use crate::error::{CliError, Result};
use std::fs::{self, File};
use std::path::{Path, PathBuf};
use std::sync::Mutex;
use tracing::Subscriber;
use tracing_subscriber::{
    Layer,
    filter::LevelFilter,
    fmt::{self, format::FmtSpan},
    prelude::*,
    registry::LookupSpan,
};

/// Level of the stderr output: `-v` steps up from WARN, `--quiet` silences it.
pub fn console_level(verbosity: u8, quiet: bool) -> LevelFilter {
    if quiet {
        return LevelFilter::OFF;
    }
    match verbosity {
        0 => LevelFilter::WARN,
        1 => LevelFilter::INFO,
        2 => LevelFilter::DEBUG,
        _ => LevelFilter::TRACE,
    }
}

/// The log file never records less than INFO, whatever the console shows.
pub fn file_level(console: LevelFilter) -> LevelFilter {
    console.max(LevelFilter::INFO)
}

fn open_log_file(path: &Path) -> Result<File> {
    if let Some(parent) = path.parent().filter(|p| !p.as_os_str().is_empty()) {
        fs::create_dir_all(parent)?;
    }
    Ok(File::create(path)?)
}

/// Plain-text layer for the run log; closing spans are recorded with their timings.
fn file_layer<S>(file: File, level: LevelFilter) -> impl Layer<S>
where
    S: Subscriber + for<'a> LookupSpan<'a>,
{
    fmt::layer()
        .with_writer(Mutex::new(file))
        .with_ansi(false)
        .with_thread_ids(true)
        .with_target(true)
        .with_span_events(FmtSpan::CLOSE)
        .with_filter(level)
}

pub fn setup_logging(verbosity: u8, quiet: bool, log_file: Option<PathBuf>) -> Result<()> {
    let console = console_level(verbosity, quiet);
    let stderr_layer = fmt::layer()
        .with_writer(std::io::stderr)
        .with_target(false)
        .without_time()
        .compact()
        .with_filter(console);

    let run_log = log_file
        .as_deref()
        .map(open_log_file)
        .transpose()?
        .map(|file| file_layer(file, file_level(console)));

    tracing_subscriber::registry()
        .with(stderr_layer)
        .with(run_log)
        .try_init()
        .map_err(|e| CliError::Other(anyhow::anyhow!("Failed to install the logger: {}", e)))
}

#[cfg(test)]
mod tests {
    use super::*;
    use serial_test::serial;
    use tracing::{debug, info, info_span};

    #[test]
    fn console_level_follows_verbosity_and_quiet() {
        assert_eq!(console_level(0, false), LevelFilter::WARN);
        assert_eq!(console_level(1, false), LevelFilter::INFO);
        assert_eq!(console_level(2, false), LevelFilter::DEBUG);
        assert_eq!(console_level(7, false), LevelFilter::TRACE);
        assert_eq!(console_level(3, true), LevelFilter::OFF);
    }

    #[test]
    fn log_file_keeps_at_least_info() {
        assert_eq!(file_level(LevelFilter::OFF), LevelFilter::INFO);
        assert_eq!(file_level(LevelFilter::WARN), LevelFilter::INFO);
        assert_eq!(file_level(LevelFilter::TRACE), LevelFilter::TRACE);
    }

    #[test]
    #[serial]
    fn file_layer_records_workflow_spans_in_nested_directories() {
        let dir = tempfile::tempdir().unwrap();
        let path = dir.path().join("logs/2026/platero.log");
        let file = open_log_file(&path).unwrap();
        let subscriber = tracing_subscriber::registry().with(file_layer(file, LevelFilter::INFO));

        tracing::subscriber::with_default(subscriber, || {
            let span = info_span!("processing_workflow");
            let _entered = span.enter();
            info!("Merged 40 interactions from 2 plate(s)");
            debug!("Interpreted well A1");
        });

        let content = std::fs::read_to_string(&path).unwrap();
        assert!(content.contains("Merged 40 interactions from 2 plate(s)"));
        assert!(content.contains("processing_workflow"));
        assert!(content.contains("close"));
        assert!(content.contains("ThreadId"));
        assert!(!content.contains("Interpreted well A1"));
    }

    #[test]
    fn log_file_path_that_is_a_directory_is_an_io_error() {
        let dir = tempfile::tempdir().unwrap();
        assert!(matches!(open_log_file(dir.path()), Err(CliError::Io(_))));
    }

    #[test]
    #[serial]
    fn quiet_runs_still_fill_the_log_file_and_install_only_once() {
        let dir = tempfile::tempdir().unwrap();
        let path = dir.path().join("run.log");

        setup_logging(0, true, Some(path.clone())).unwrap();
        info!("Processing results plate (1/1)");

        let content = std::fs::read_to_string(&path).unwrap();
        assert!(content.contains("Processing results plate (1/1)"));
        assert!(matches!(setup_logging(0, false, None), Err(CliError::Other(_))));
    }
}
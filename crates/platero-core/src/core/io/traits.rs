use std::error::Error;
use std::fs::File;
use std::io::{self, BufReader, BufWriter, Read, Write};
use std::path::Path;

/// Common interface of the plate-related file formats.
///
/// Implementors describe how one document (a template, a plate-reader export, the protein
/// catalog) is parsed from and serialized to a byte stream; the path-based helpers open
/// the file and delegate.
pub trait PlateFile {
    /// The document read from and written to the file.
    type Content;

    /// The error type for parsing and I/O failures.
    type Error: Error + From<io::Error>;

    /// Parses a document from a reader.
    ///
    /// # Errors
    ///
    /// Returns an error if the content does not follow the format or reading fails.
    fn read_from(reader: impl Read) -> Result<Self::Content, Self::Error>;

    /// Serializes a document to a writer.
    ///
    /// # Errors
    ///
    /// Returns an error if writing fails.
    fn write_to(content: &Self::Content, writer: impl Write) -> Result<(), Self::Error>;

    fn read_from_path<P: AsRef<Path>>(path: P) -> Result<Self::Content, Self::Error> {
        let file = File::open(path)?;
        Self::read_from(BufReader::new(file))
    }

    fn write_to_path<P: AsRef<Path>>(content: &Self::Content, path: P) -> Result<(), Self::Error> {
        let file = File::create(path)?;
        let mut writer = BufWriter::new(file);
        Self::write_to(content, &mut writer)?;
        writer.flush()?;
        Ok(())
    }
}
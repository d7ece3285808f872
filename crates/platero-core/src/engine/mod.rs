//! # Engine Module
//!
//! Turns raw plate-reader measurements into scored interactions.
//!
//! ## Overview
//!
//! Every results file is read at the timepoint named by its template and goes through the
//! same per-plate stages before the plates are merged:
//!
//! 1. [`interpret`] - raw reads mapped through the template into interaction records and
//!    negative-control reads
//! 2. [`symmetry`] - mirrored-half invariants of the plate
//! 3. [`normalize`] - division by the control-group mean and per-plate Z-scores
//! 4. [`aggregate`] - merge of all plates, global Z-scores, duplicate detection, crosstab and
//!    threshold-filtered variants
//!
//! ## Architecture
//!
//! - **Configuration** ([`config`]) - Processing and screen-generation settings with builders
//! - **Progress Monitoring** ([`progress`]) - Progress events for front-ends
//! - **Error Handling** ([`error`]) - The error taxonomy shared by all stages

pub mod aggregate;
pub mod config;
pub mod error;
pub mod interpret;
pub mod normalize;
pub mod progress;
pub mod symmetry;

Exercise description -> Pull every line holding "Some" out of the records.

Response area ->
    if let Some(parent) = path.parent().filter(|p| !p.as_os_str().is_empty()) {
        setup_logging(0, true, Some(path.clone())).unwrap();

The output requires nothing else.